Task requirements: Report, word for word, every line of the material that contains "Mutable".

= Beginning of Section =

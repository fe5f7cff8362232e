//! Reusable encoding context.
//!
//! The context owns every buffer the pipeline touches: the raw histogram, the
//! normalized distribution, the header output and the transition-table
//! storage handed to the table builder. Buffers only grow, so a context reused
//! for a stream of similarly sized blocks stops allocating after the first.
//!
//! A context is not meant to be shared; use one per concurrent task.

use crate::buffer::HeaderBuffer;
use crate::config::FseConfig;
use crate::normalize::{NormEntry, Normalization};
use crate::{ALPHABET_SIZE, DEFAULT_TABLE_LOG, MAX_SYMBOL_VALUE};
use haagenti_core::Result;

/// Lifecycle of the histogram buffer.
///
/// Counting leaves the buffer dirty; the next [`FseContext::prepare`] zeroes
/// it. A context dropped after a single use never pays for the clear.
#[derive(Debug, Clone, Copy, PartialEq, Eq)]
pub(crate) enum CountState {
    Clean,
    Dirty,
}

/// Mutable state for normalized-count construction.
pub struct FseContext {
    /// Caller-supplied parameters.
    pub(crate) config: FseConfig,
    /// Occurrences of each byte value in the current input.
    pub(crate) count: [u32; ALPHABET_SIZE],
    /// Whether `count` still holds the previous input's histogram.
    pub(crate) count_state: CountState,
    /// Tagged distribution used while normalizing.
    pub(crate) entries: [NormEntry; ALPHABET_SIZE],
    /// Final signed distribution (`-1` = low probability, one unit).
    pub(crate) norm: [i16; ALPHABET_SIZE],
    /// Length of the current input.
    pub(crate) length: usize,
    /// One past the highest symbol present.
    pub(crate) symbol_len: usize,
    /// Requested table log, defaults applied.
    pub(crate) table_log: u8,
    /// Alphabet ceiling, defaults applied.
    pub(crate) max_symbol_value: u8,
    /// Table log selected for the current input.
    pub(crate) actual_table_log: u8,
    /// Which normalizer produced `norm`.
    pub(crate) normalization: Option<Normalization>,
    /// Serialized header.
    pub(crate) out: HeaderBuffer,
    /// Transition-table storage, filled by the table builder.
    pub(crate) ctable: Vec<u32>,
}

// Manual Debug impl: the 256-entry arrays would drown the useful fields.
impl core::fmt::Debug for FseContext {
    fn fmt(&self, f: &mut core::fmt::Formatter<'_>) -> core::fmt::Result {
        f.debug_struct("FseContext")
            .field("config", &self.config)
            .field("count_state", &self.count_state)
            .field("length", &self.length)
            .field("symbol_len", &self.symbol_len)
            .field("actual_table_log", &self.actual_table_log)
            .field("normalization", &self.normalization)
            .field("header_len", &self.out.as_slice().len())
            .field("header_capacity", &self.out.capacity())
            .field("header_peak", &self.out.peak_len())
            .field("ctable_len", &self.ctable.len())
            .finish()
    }
}

impl Default for FseContext {
    fn default() -> Self {
        Self::new(FseConfig::default())
    }
}

impl FseContext {
    /// Create a new context. No buffers are allocated until first use.
    pub fn new(config: FseConfig) -> Self {
        Self {
            config,
            count: [0; ALPHABET_SIZE],
            count_state: CountState::Clean,
            entries: [NormEntry::Absent; ALPHABET_SIZE],
            norm: [0; ALPHABET_SIZE],
            length: 0,
            symbol_len: 0,
            table_log: DEFAULT_TABLE_LOG,
            max_symbol_value: MAX_SYMBOL_VALUE,
            actual_table_log: 0,
            normalization: None,
            out: HeaderBuffer::default(),
            ctable: Vec::new(),
        }
    }

    /// Current configuration.
    #[inline]
    pub fn config(&self) -> &FseConfig {
        &self.config
    }

    /// Replace the configuration for subsequent blocks.
    ///
    /// Validation happens on the next [`prepare`](Self::prepare).
    #[inline]
    pub fn set_config(&mut self, config: FseConfig) {
        self.config = config;
    }

    /// Get ready for an input of `length` bytes.
    ///
    /// Validates the requested precision, applies defaults, pre-sizes the
    /// header buffer, performs a pending histogram clear and sizes the
    /// transition-table storage to
    /// `1 + 2^(table_log - 1) + 2 * (max_symbol_value + 1)` entries.
    pub fn prepare(&mut self, length: usize) -> Result<()> {
        self.config.validate()?;

        self.length = length;
        self.table_log = self.config.resolved_table_log();
        self.max_symbol_value = self.config.resolved_max_symbol_value();
        self.actual_table_log = 0;
        self.normalization = None;

        if self.out.is_unallocated() {
            self.out.reserve(length);
        }
        self.out.reset();

        if self.count_state == CountState::Dirty {
            self.count = [0; ALPHABET_SIZE];
            self.symbol_len = 0;
            self.count_state = CountState::Clean;
        }

        // table_log >= 1 after defaults, so the shift is well-defined.
        let ctable_size =
            1 + (1usize << (self.table_log - 1)) + 2 * (self.max_symbol_value as usize + 1);
        self.ctable.resize(ctable_size, 0);

        Ok(())
    }

    /// Raw histogram of the current input.
    #[inline]
    pub fn counts(&self) -> &[u32; ALPHABET_SIZE] {
        &self.count
    }

    /// Normalized distribution over the active symbol range.
    ///
    /// `-1` marks a low-probability symbol occupying exactly one table slot.
    #[inline]
    pub fn norm(&self) -> &[i16] {
        &self.norm[..self.symbol_len]
    }

    /// One past the highest symbol present in the current input.
    #[inline]
    pub fn symbol_len(&self) -> usize {
        self.symbol_len
    }

    /// Length of the current input.
    #[inline]
    pub fn input_len(&self) -> usize {
        self.length
    }

    /// Table log selected for the current input (0 before selection).
    #[inline]
    pub fn actual_table_log(&self) -> u8 {
        self.actual_table_log
    }

    /// Which normalizer produced the current distribution.
    #[inline]
    pub fn normalization(&self) -> Option<Normalization> {
        self.normalization
    }

    /// Header bytes from the last successful serialization.
    #[inline]
    pub fn header(&self) -> &[u8] {
        self.out.as_slice()
    }

    /// Transition-table storage. Sized by [`prepare`](Self::prepare); its
    /// contents belong to the table builder.
    #[inline]
    pub fn ctable(&self) -> &[u32] {
        &self.ctable
    }

    /// Mutable transition-table storage for the table builder.
    #[inline]
    pub fn ctable_mut(&mut self) -> &mut [u32] {
        &mut self.ctable
    }
}
//! Header parsing.
//!
//! Mirrors the writer field for field, so a header read back yields the exact
//! distribution and table log that produced it.

use super::NormalizedCounts;
use crate::{MAX_TABLE_LOG, MIN_TABLE_LOG};
use haagenti_core::{Error, Result};

/// LSB-first bit reader that keeps up to 64 unread bits in an accumulator.
struct BitReader<'a> {
    data: &'a [u8],
    /// Next byte to load into `acc`.
    next: usize,
    /// Unread bits, lowest first.
    acc: u64,
    acc_bits: u32,
    /// Bits handed out so far.
    consumed: usize,
}

impl<'a> BitReader<'a> {
    fn new(data: &'a [u8]) -> Self {
        Self {
            data,
            next: 0,
            acc: 0,
            acc_bits: 0,
            consumed: 0,
        }
    }

    fn refill(&mut self) {
        while self.acc_bits <= 56 {
            let Some(&byte) = self.data.get(self.next) else {
                break;
            };
            self.acc |= (byte as u64) << self.acc_bits;
            self.acc_bits += 8;
            self.next += 1;
        }
    }

    /// Look at the next `n` bits (at most 32) without consuming them.
    fn peek(&mut self, n: u32) -> Result<u32> {
        debug_assert!(n <= 32);
        if self.acc_bits < n {
            self.refill();
            if self.acc_bits < n {
                return Err(Error::unexpected_eof(self.data.len()));
            }
        }
        Ok((self.acc & ((1u64 << n) - 1)) as u32)
    }

    /// Drop `n` bits that a successful [`peek`](Self::peek) covered.
    #[inline]
    fn skip(&mut self, n: u32) {
        self.acc >>= n;
        self.acc_bits -= n;
        self.consumed += n as usize;
    }

    #[inline]
    fn read(&mut self, n: u32) -> Result<u32> {
        let value = self.peek(n)?;
        self.skip(n);
        Ok(value)
    }

    /// Bytes touched so far, rounding a partial byte up.
    #[inline]
    fn bytes_consumed(&self) -> usize {
        (self.consumed + 7) / 8
    }
}

/// Parse a header written by [`write_normalized_counts`](super::write_normalized_counts).
///
/// Returns the distribution and the number of bytes consumed; any payload
/// appended after the header starts at that offset.
///
/// # Errors
///
/// - [`Error::CorruptedData`] for a table log above the maximum, a symbol
///   beyond `max_symbol_value`, or a field that overspends the budget.
/// - [`Error::UnexpectedEof`] if the data ends mid-header.
pub fn read_normalized_counts(
    data: &[u8],
    max_symbol_value: u8,
) -> Result<(NormalizedCounts, usize)> {
    if data.is_empty() {
        return Err(Error::corrupted("empty normalized count header"));
    }

    let mut reader = BitReader::new(data);

    let table_log = reader.read(4)? as u8 + MIN_TABLE_LOG;
    if table_log > MAX_TABLE_LOG {
        return Err(Error::corrupted(format!(
            "table log {} exceeds maximum {}",
            table_log, MAX_TABLE_LOG
        )));
    }

    let max_symbols = max_symbol_value as usize + 1;
    let table_size = 1i32 << table_log;
    let mut remaining = table_size + 1;
    let mut threshold = table_size;
    let mut nb_bits = table_log as u32 + 1;
    let mut previous0 = false;
    let mut norm: Vec<i16> = Vec::with_capacity(max_symbols);

    while remaining > 1 {
        if previous0 {
            // A 16-bit all-ones chunk is eight `3` codes, so 24-zero runs need
            // no special case here.
            let mut run = 0usize;
            loop {
                let code = reader.read(2)?;
                run += code as usize;
                if code < 3 {
                    break;
                }
            }
            if norm.len() + run > max_symbols {
                return Err(Error::corrupted_at(
                    format!("zero run passes max symbol {}", max_symbol_value),
                    reader.bytes_consumed(),
                ));
            }
            norm.resize(norm.len() + run, 0);
        }

        if norm.len() >= max_symbols {
            return Err(Error::corrupted_at(
                format!("symbol beyond max symbol {}", max_symbol_value),
                reader.bytes_consumed(),
            ));
        }

        let max = (2 * threshold - 1) - remaining;
        let low = reader.peek(nb_bits - 1)? as i32;
        let mut value = if low < max {
            reader.skip(nb_bits - 1);
            low
        } else {
            reader.read(nb_bits)? as i32
        };
        if value >= threshold {
            value -= max;
        }

        // -1 for extra accuracy
        let count = value - 1;
        remaining -= count.abs();
        norm.push(count as i16);
        previous0 = count == 0;

        if remaining < 1 {
            return Err(Error::corrupted_at(
                format!("symbol {} overspends the table budget", norm.len() - 1),
                reader.bytes_consumed(),
            ));
        }
        while remaining < threshold {
            nb_bits -= 1;
            threshold >>= 1;
        }
    }

    Ok((NormalizedCounts { norm, table_log }, reader.bytes_consumed()))
}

= End of Section =

Completed exercise:
/// Mutable state for normalized-count construction.
    /// Mutable transition-table storage for the table builder.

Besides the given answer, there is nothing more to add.